* _Required action_
Say how many lines in the following data hold the word "JobAlreadyRunning". Write nothing but that number.

* _Supplied entries_
↓

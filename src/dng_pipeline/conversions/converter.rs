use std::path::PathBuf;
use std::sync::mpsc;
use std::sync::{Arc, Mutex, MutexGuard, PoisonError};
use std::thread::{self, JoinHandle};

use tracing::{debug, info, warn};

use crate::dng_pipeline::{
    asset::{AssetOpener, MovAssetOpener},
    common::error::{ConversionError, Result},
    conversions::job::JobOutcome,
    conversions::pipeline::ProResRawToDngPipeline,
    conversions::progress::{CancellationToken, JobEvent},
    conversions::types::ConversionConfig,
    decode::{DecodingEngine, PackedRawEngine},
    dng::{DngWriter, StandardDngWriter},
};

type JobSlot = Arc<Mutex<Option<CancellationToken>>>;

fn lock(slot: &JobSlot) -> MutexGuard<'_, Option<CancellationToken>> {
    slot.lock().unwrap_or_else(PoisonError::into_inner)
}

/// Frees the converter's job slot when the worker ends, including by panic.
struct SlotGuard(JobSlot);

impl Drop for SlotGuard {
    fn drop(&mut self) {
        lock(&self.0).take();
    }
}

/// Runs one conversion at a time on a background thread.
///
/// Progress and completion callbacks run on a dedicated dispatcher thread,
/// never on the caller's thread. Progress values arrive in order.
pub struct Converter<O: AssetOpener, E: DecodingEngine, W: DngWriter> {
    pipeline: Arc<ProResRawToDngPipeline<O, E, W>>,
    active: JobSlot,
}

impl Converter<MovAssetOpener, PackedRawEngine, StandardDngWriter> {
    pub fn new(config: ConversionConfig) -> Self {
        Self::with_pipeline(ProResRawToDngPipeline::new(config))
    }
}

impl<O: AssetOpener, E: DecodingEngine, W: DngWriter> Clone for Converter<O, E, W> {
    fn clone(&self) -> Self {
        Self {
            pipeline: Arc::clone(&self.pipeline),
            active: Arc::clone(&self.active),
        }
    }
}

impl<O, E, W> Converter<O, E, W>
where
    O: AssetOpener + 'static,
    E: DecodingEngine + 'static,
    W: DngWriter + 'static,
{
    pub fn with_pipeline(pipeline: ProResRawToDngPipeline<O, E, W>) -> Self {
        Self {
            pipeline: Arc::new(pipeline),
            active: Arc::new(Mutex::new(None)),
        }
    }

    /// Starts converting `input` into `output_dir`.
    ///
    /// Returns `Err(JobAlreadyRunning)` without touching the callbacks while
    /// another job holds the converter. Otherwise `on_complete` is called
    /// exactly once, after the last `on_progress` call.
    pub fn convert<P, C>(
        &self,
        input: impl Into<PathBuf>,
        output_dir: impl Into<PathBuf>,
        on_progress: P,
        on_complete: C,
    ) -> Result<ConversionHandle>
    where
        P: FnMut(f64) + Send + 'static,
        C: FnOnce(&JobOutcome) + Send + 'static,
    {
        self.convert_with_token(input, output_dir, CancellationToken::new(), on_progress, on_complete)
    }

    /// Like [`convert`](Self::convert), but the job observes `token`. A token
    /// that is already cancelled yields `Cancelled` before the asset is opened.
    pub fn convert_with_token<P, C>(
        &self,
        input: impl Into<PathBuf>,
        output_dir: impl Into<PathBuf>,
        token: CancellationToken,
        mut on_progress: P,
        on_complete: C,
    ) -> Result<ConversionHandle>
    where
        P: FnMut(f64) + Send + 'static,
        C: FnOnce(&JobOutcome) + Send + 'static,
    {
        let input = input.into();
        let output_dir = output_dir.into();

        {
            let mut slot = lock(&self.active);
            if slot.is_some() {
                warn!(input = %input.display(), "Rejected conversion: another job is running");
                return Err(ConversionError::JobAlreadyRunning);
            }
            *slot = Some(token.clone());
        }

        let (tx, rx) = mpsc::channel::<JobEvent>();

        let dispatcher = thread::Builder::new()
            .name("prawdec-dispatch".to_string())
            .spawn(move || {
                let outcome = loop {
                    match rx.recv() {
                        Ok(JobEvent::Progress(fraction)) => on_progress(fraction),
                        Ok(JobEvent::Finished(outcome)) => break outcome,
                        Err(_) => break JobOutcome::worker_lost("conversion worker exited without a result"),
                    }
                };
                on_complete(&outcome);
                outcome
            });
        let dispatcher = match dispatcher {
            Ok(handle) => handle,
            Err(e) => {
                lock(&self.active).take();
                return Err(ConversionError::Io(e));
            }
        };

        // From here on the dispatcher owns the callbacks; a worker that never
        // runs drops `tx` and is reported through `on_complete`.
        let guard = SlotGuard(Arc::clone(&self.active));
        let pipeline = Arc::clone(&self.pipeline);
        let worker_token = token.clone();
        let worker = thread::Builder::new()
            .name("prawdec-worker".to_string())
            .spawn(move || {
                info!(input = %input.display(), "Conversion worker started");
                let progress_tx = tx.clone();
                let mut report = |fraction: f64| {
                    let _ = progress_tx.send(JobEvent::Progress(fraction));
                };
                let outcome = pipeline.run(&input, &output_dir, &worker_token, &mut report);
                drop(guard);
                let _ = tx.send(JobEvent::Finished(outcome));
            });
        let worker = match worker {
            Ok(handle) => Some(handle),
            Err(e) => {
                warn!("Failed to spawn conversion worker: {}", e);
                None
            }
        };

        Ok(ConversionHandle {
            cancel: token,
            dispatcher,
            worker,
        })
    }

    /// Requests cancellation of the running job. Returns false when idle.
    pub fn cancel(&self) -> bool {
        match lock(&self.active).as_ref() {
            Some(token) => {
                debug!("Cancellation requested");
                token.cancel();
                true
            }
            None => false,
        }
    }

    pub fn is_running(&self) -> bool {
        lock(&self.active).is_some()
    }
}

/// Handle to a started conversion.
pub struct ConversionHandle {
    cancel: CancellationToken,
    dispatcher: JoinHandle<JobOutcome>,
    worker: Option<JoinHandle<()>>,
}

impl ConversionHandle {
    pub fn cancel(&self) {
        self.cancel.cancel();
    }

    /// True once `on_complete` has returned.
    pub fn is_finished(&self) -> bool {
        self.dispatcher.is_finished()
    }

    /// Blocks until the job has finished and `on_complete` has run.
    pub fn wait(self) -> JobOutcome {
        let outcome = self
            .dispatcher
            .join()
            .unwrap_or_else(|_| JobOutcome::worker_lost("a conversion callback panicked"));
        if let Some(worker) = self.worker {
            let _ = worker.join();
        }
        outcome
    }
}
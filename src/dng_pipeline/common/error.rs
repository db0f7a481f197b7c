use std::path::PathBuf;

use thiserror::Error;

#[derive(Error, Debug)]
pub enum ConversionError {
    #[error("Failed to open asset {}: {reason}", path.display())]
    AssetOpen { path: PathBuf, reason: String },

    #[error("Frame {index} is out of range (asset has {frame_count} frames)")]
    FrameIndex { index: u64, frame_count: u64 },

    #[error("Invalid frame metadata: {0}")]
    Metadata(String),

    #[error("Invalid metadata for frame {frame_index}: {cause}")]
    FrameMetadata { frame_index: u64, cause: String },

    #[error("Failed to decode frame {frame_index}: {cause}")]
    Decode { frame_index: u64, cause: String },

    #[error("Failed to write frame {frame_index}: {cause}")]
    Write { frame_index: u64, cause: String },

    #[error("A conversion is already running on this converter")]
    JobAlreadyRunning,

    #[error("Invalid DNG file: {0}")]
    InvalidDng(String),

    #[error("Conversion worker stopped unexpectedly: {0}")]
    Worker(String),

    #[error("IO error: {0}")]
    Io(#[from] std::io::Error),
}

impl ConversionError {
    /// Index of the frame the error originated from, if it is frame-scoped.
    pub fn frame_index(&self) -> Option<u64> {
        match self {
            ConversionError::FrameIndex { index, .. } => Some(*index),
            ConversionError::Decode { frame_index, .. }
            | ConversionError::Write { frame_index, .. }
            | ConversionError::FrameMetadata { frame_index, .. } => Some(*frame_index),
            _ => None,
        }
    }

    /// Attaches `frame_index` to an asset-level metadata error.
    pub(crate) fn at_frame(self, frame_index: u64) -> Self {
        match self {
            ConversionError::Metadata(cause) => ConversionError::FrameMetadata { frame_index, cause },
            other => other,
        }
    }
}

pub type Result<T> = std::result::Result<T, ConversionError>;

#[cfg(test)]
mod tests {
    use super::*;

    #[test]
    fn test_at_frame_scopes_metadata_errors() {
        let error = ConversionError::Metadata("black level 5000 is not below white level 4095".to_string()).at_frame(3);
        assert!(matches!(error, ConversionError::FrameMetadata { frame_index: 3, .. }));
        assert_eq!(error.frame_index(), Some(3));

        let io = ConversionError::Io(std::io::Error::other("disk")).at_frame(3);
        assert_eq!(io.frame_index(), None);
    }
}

↑

* _Exercise solution_
3